The Oxford Learner’s Dictionary defines
diplomacy as “(…) the management of relations between
countries (…) art of or skill in dealing with people; tact (…)”.
Indeed it is the art of convincing others to perceive things your
way, or at least to have second thoughts about theirs. It is the
combination of logic and science on the one hand with the gift
of proper language packaging and presentation necessary to
convince others.

The power of language rests on the fact that it
contains ideas: and ideas are, according to Plato, more
enduring, indeed more permanent than matter. Ideas can be
suppressed, or go underground but unlike a statue or any other
material things they cannot be shattered. They can only be met
and dealt with by other ideas.
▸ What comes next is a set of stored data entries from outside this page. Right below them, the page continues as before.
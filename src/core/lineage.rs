//! Lineage records of the ancestry arena.

use derive_more::{Display, From, Into};
use serde::{Deserialize, Serialize};

/// Index of a lineage in the ancestry arena.
///
/// Ids are handed out in creation order, so a parent always has a smaller id than its
/// children.
#[derive(
    Debug,
    Clone,
    Copy,
    PartialEq,
    Eq,
    Hash,
    PartialOrd,
    Ord,
    Display,
    From,
    Into,
    Serialize,
    Deserialize,
)]
pub struct LineageId(pub usize);

impl LineageId {
    pub fn index(&self) -> usize {
        self.0
    }
}

#[derive(Debug, Clone, Copy, PartialEq, Eq, Serialize, Deserialize)]
pub enum Fate {
    Alive,
    Died,
    Sampled,
}

/// One infected host and the line of transmission running through it.
#[derive(Debug, Clone, PartialEq)]
pub struct Lineage {
    pub id: LineageId,
    pub parent: Option<LineageId>,
    pub population: usize,
    pub class: usize,
    pub birth_time: f64,
    pub end_time: Option<f64>,
    pub fate: Fate,
}

impl Lineage {
    pub fn founder(id: LineageId, population: usize, class: usize, time: f64) -> Self {
        Self {
            id,
            parent: None,
            population,
            class,
            birth_time: time,
            end_time: None,
            fate: Fate::Alive,
        }
    }

    pub fn descendant(
        id: LineageId,
        parent: LineageId,
        population: usize,
        class: usize,
        time: f64,
    ) -> Self {
        Self {
            id,
            parent: Some(parent),
            population,
            class,
            birth_time: time,
            end_time: None,
            fate: Fate::Alive,
        }
    }

    pub fn is_alive(&self) -> bool {
        self.fate == Fate::Alive
    }

    pub fn is_sampled(&self) -> bool {
        self.fate == Fate::Sampled
    }

    pub fn is_founder(&self) -> bool {
        self.parent.is_none()
    }

    /// End the lineage. Terminated lineages are never modified again.
    pub fn terminate(&mut self, time: f64, fate: Fate) {
        debug_assert!(self.is_alive(), "lineage {} terminated twice", self.id);
        self.end_time = Some(time);
        self.fate = fate;
    }
}

#[cfg(test)]
mod tests {
    use super::*;

    #[test]
    fn terminate() {
        let mut lineage = Lineage::descendant(LineageId(3), LineageId(1), 0, 0, 0.5);
        assert!(lineage.is_alive());
        assert!(!lineage.is_founder());
        lineage.terminate(1.5, Fate::Sampled);
        assert!(lineage.is_sampled());
        assert_eq!(lineage.end_time, Some(1.5));
    }

    #[test]
    fn display_id() {
        assert_eq!(LineageId(12).to_string(), "12");
        assert_eq!(usize::from(LineageId(7)), 7);
    }
}
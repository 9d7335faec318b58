use anyhow::Result;
use clap::Parser;

use vgsim::args::Args;
use vgsim::runner::Runner;

fn main() -> Result<()> {
    let args = Args::parse();
    let mut runner = Runner::new(args)?;
    runner.start()
}
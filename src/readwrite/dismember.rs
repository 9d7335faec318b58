use std::io::Write;

use super::genealogy::create;
use crate::errors::{Result, VgsimError};
use crate::stats::{EventTable, SampleFractionTable, Tag};

fn write_error(err: csv::Error) -> VgsimError {
    VgsimError::WriteError(format!("Failed to write table: {err}"))
}

/// Write the event tables of both forests as `forest,tree,time,samples,coalescences`.
pub fn write_event_tables_to<W: Write>(
    writer: W,
    functional: &[EventTable],
    neutral: &[EventTable],
) -> Result<()> {
    let mut writer = csv::Writer::from_writer(writer);
    writer
        .write_record(["forest", "tree", "time", "samples", "coalescences"])
        .map_err(write_error)?;
    for (tag, tables) in [(Tag::Functional, functional), (Tag::Neutral, neutral)] {
        for (tree, table) in tables.iter().enumerate() {
            for (time, counts) in table.iter() {
                writer
                    .write_record(&[
                        tag.to_string(),
                        tree.to_string(),
                        time.to_string(),
                        counts.samples.to_string(),
                        counts.coalescences.to_string(),
                    ])
                    .map_err(write_error)?;
            }
        }
    }
    writer.flush().map_err(|err| write_error(err.into()))
}

pub fn write_event_tables(
    path: &str,
    functional: &[EventTable],
    neutral: &[EventTable],
) -> Result<()> {
    log::info!("Writing event tables to {path}");
    write_event_tables_to(create(path)?, functional, neutral)
}

pub trait SampleFractionIO {
    fn write_to<W: Write>(&self, writer: W) -> Result<()>;

    fn write(&self, path: &str) -> Result<()> {
        log::info!("Writing sample fractions to {path}");
        self.write_to(create(path)?)
    }
}

impl SampleFractionIO for SampleFractionTable {
    fn write_to<W: Write>(&self, writer: W) -> Result<()> {
        let mut writer = csv::Writer::from_writer(writer);
        writer
            .write_record(["bin_upper", "fraction"])
            .map_err(write_error)?;
        for (upper, fraction) in self.iter() {
            writer
                .write_record(&[upper.to_string(), fraction.to_string()])
                .map_err(write_error)?;
        }
        writer.flush().map_err(|err| write_error(err.into()))
    }
}

#[cfg(test)]
mod tests {
    use super::*;

    #[test]
    fn event_tables_csv() {
        let mut functional = EventTable::new(0.5);
        functional.add_samples(2., 1);
        functional.add_coalescences(1., 1);
        let mut neutral = EventTable::new(0.);
        neutral.add_samples(3., 2);

        let mut buffer = Vec::new();
        write_event_tables_to(&mut buffer, &[functional], &[neutral]).unwrap();
        assert_eq!(
            String::from_utf8(buffer).unwrap(),
            "forest,tree,time,samples,coalescences\n\
             functional,0,1,0,1\n\
             functional,0,2,1,0\n\
             neutral,0,3,2,0\n"
        );
    }

    #[test]
    fn sample_fraction_csv() {
        let mut table = SampleFractionTable::with_edges(&[0.3, 0.6]);
        table.add_sample(0.1, true);
        let mut buffer = Vec::new();
        table.write_to(&mut buffer).unwrap();
        assert_eq!(
            String::from_utf8(buffer).unwrap(),
            "bin_upper,fraction\n0.3,1\n0.6,-1\n"
        );
    }
}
Historically it is the magic of
words that bewitched, enthralled and sometimes intoxicated
people and led them to great or mean deeds. The language of
diplomacy, often like poetry, has the ability to move people
from mood to mood. Whether demagogy or whether giving
expression to noble ideologies, theories, or even religious
creeds, ordinary language or that of diplomacy has a
momentum and an inner driving force that is ageless.

K.S. Abu Jaber, Language and Diplomacy. In:

J. Kurbalija; H. Slavi (Eds.) Language and

Diplomacy, p. 53. Malta: DiploProjects, 2001.


According to the author,

a) common language opposes poetry.
b) diplomacy is related to persuasion.
c) ideas last less than material things.
d) language is a demagogical expression.
e) ideologies require a proper language.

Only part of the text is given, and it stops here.